My wife and her sister went to Rio de Janeiro on Thursday to spend a month with family. They hadn’t been home in many years, with such things as the Pandemic and health issues foiling previous plans.
It’s just me and my cat here. June is going to be a long month.
One more fun bit: my wife has an American passport and a Brazilian passport, both up to date, but with different names. There is quite a bit of bureaucracy involved in registering an American marriage in Brazil, so in over 30 years of marriage we never bothered to do so.
Before they traveled, I looked everywhere to see if there would be any issues with the non-matching names–there was no crisp answer, but I figured that as long as she carried both she ought to be fine: use the US one to satisfy airport and TSA; use the Brazil one for Customs and Immigration in Rio.
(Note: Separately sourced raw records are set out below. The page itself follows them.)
//! Self-describing records carried on the notification and control topics.
//!
//! Every record is a JSON dictionary keyed by `"id"`. The same record set is
//! registered on both per-device topics; direction decides which ids are
//! meaningful where (headers and errors flow server to client, requests flow
//! client to server, and `query-option` flows both ways).

use super::extrinsics::ExtrinsicsEntry;
use super::options::OptionDescriptor;
use super::stream::{MotionIntrinsics, Profile, StreamKind, VideoIntrinsics};
use crate::error::Result;
use serde::{Deserialize, Serialize};
use std::collections::BTreeMap;

/// Registered type of the notification and control topics.
pub const FLEXIBLE_TYPE: &str = "flexible";

fn default_true() -> bool {
    true
}

#[derive(Serialize, Deserialize, Debug, Clone, PartialEq)]
#[serde(tag = "id")]
pub enum DeviceMessage {
    /// First record of the handshake; announces how many stream headers
    /// follow and the device-level extrinsics table.
    #[serde(rename = "device-header")]
    DeviceHeader {
        #[serde(rename = "n-streams")]
        n_streams: usize,
        #[serde(default, skip_serializing_if = "Vec::is_empty")]
        extrinsics: Vec<ExtrinsicsEntry>,
    },

    /// One per stream, in any order after the device header.
    #[serde(rename = "stream-header")]
    StreamHeader {
        name: String,
        #[serde(rename = "type")]
        kind: StreamKind,
        #[serde(rename = "sensor-name")]
        sensor_name: String,
        #[serde(rename = "default-profile-index")]
        default_profile_index: usize,
        profiles: Vec<Profile>,
        #[serde(default, skip_serializing_if = "Vec::is_empty")]
        options: Vec<OptionDescriptor>,
        #[serde(default, skip_serializing_if = "Option::is_none")]
        intrinsics: Option<VideoIntrinsics>,
        #[serde(
            rename = "motion-intrinsics",
            default,
            skip_serializing_if = "Option::is_none"
        )]
        motion_intrinsics: Option<MotionIntrinsics>,
    },

    /// Declare which streams should be active, one profile per stream.
    #[serde(rename = "open-streams")]
    OpenStreams {
        #[serde(rename = "stream-profiles")]
        stream_profiles: BTreeMap<String, Profile>,
        #[serde(default = "default_true")]
        reset: bool,
        #[serde(default = "default_true")]
        commit: bool,
    },

    #[serde(rename = "close-streams")]
    CloseStreams {
        #[serde(rename = "stream-names")]
        stream_names: Vec<String>,
    },

    #[serde(rename = "set-option")]
    SetOption {
        #[serde(rename = "option-name")]
        option_name: String,
        #[serde(rename = "owner-name")]
        owner_name: String,
        value: f32,
    },

    /// Request (no `value`) and reply (`value` filled in by the server).
    #[serde(rename = "query-option")]
    QueryOption {
        #[serde(rename = "option-name")]
        option_name: String,
        #[serde(rename = "owner-name")]
        owner_name: String,
        #[serde(default, skip_serializing_if = "Option::is_none")]
        value: Option<f32>,
    },

    #[serde(rename = "error")]
    Error { error: String },
}

impl DeviceMessage {
    pub fn encode(&self) -> Result<Vec<u8>> {
        Ok(serde_json::to_vec(self)?)
    }

    pub fn decode(bytes: &[u8]) -> Result<DeviceMessage> {
        Ok(serde_json::from_slice(bytes)?)
    }

    /// The record id, as it appears on the wire.
    pub fn id(&self) -> &'static str {
        match self {
            DeviceMessage::DeviceHeader { .. } => "device-header",
            DeviceMessage::StreamHeader { .. } => "stream-header",
            DeviceMessage::OpenStreams { .. } => "open-streams",
            DeviceMessage::CloseStreams { .. } => "close-streams",
            DeviceMessage::SetOption { .. } => "set-option",
            DeviceMessage::QueryOption { .. } => "query-option",
            DeviceMessage::Error { .. } => "error",
        }
    }
}

/// Per-frame header published alongside the frame payload.
#[derive(Serialize, Deserialize, Debug, Clone, PartialEq)]
pub struct MetadataHeader {
    #[serde(rename = "frame-id")]
    pub frame_id: String,
    pub timestamp: f64,
    #[serde(rename = "timestamp-domain")]
    pub timestamp_domain: String,
    /// Present only for depth frames.
    #[serde(rename = "depth-units", default, skip_serializing_if = "Option::is_none")]
    pub depth_units: Option<f32>,
}

/// Record published on `<topic-root>/metadata` for every frame when metadata
/// is enabled for the device.
#[derive(Serialize, Deserialize, Debug, Clone, PartialEq)]
pub struct FrameMetadata {
    #[serde(rename = "stream-name")]
    pub stream_name: String,
    pub header: MetadataHeader,
    /// Every supported metadata key with its value.
    pub metadata: BTreeMap<String, i64>,
}

#[cfg(test)]
mod tests {
    use super::*;

    #[test]
    fn test_device_header_wire_format() {
        let msg = DeviceMessage::DeviceHeader {
            n_streams: 2,
            extrinsics: Vec::new(),
        };
        let value = serde_json::to_value(&msg).unwrap();
        assert_eq!(value["id"], "device-header");
        assert_eq!(value["n-streams"], 2);
    }

    #[test]
    fn test_open_streams_defaults() {
        // reset and commit default to true when absent from the record.
        let msg = DeviceMessage::decode(
            br#"{"id":"open-streams","stream-profiles":{"depth":{"w":640,"h":480,"fps":30,"format":"Z16"}}}"#,
        )
        .unwrap();
        match msg {
            DeviceMessage::OpenStreams {
                stream_profiles,
                reset,
                commit,
            } => {
                assert!(reset);
                assert!(commit);
                assert!(stream_profiles.contains_key("depth"));
            }
            other => panic!("unexpected message {:?}", other),
        }
    }

    #[test]
    fn test_stream_header_round_trip() {
        let msg = DeviceMessage::StreamHeader {
            name: "ir_1".to_string(),
            kind: StreamKind::Ir,
            sensor_name: "Stereo Module".to_string(),
            default_profile_index: 0,
            profiles: vec![Profile::video(1280, 720, 30, "Y8")],
            options: Vec::new(),
            intrinsics: None,
            motion_intrinsics: None,
        };
        let decoded = DeviceMessage::decode(&msg.encode().unwrap()).unwrap();
        assert_eq!(decoded, msg);
        assert_eq!(decoded.id(), "stream-header");
    }

    #[test]
    fn test_unknown_stream_type_fails_decode() {
        let result = DeviceMessage::decode(
            br#"{"id":"stream-header","name":"x","type":"thermal","sensor-name":"s","default-profile-index":0,"profiles":[]}"#,
        );
        assert!(result.is_err());
    }

    #[test]
    fn test_query_option_reply_carries_value() {
        let request = DeviceMessage::QueryOption {
            option_name: "Exposure".to_string(),
            owner_name: "depth".to_string(),
            value: None,
        };
        let value = serde_json::to_value(&request).unwrap();
        assert!(value.get("value").is_none());

        let reply = DeviceMessage::decode(
            br#"{"id":"query-option","option-name":"Exposure","owner-name":"depth","value":8500.0}"#,
        )
        .unwrap();
        match reply {
            DeviceMessage::QueryOption { value, .. } => assert_eq!(value, Some(8500.0)),
            other => panic!("unexpected message {:?}", other),
        }
    }
}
A half hour after I dropped them off at Newark I got a call from my wife saying that “there’s a problem with having different names on the passports”
A guy from the airline was helping them, and he said that they couldn’t travel that way, and offered two options: 1) Get a Brazilian eVisa as an American, or 2) Change the name on the ticket.
Option 1 stumped her–standard government website and such, hard to do on her phone at the airport. I tried from home and balked when it started telling me all of the documents I needed to upload (“no phone photos allowed!”), so that was clearly not intended to be done while waiting to board your flight. Besides, one of the first questions was “Do you have a Brazilian passport?”–a “Yes” answer resulted in “You don’t need a visa, just use your Brazilian passport to enter the country.”
So option 2: changing the name on the ticket. This would be a permanent change, and would mean she would have to cancel her return ticket and buy a new one, possibly at substantial expense.
Meanwhile, I was at home frantically trying to speak with the airline. Everyone seemed to think this was the weirdest situation: Seriously, a Brazilian woman married to an American, who then becomes an American citizen but holds a Brazilian passport in her maiden name? With the volume of travelers between our two countries, this situation probably crops up hourly. It’s not unusual. Why does everyone act like it’s such a weird thing?
All the while the guy contacted various supervisors and other airport employees to try different things.
Finally someone must have explained to him “Oh, you’re in the wrong place. In this case you need to go to this other screen.”
Once he found the correct way to enter her information the whole thing evaporated.
Two hours of stress over nothing. Yes, you can travel with two passports with different names.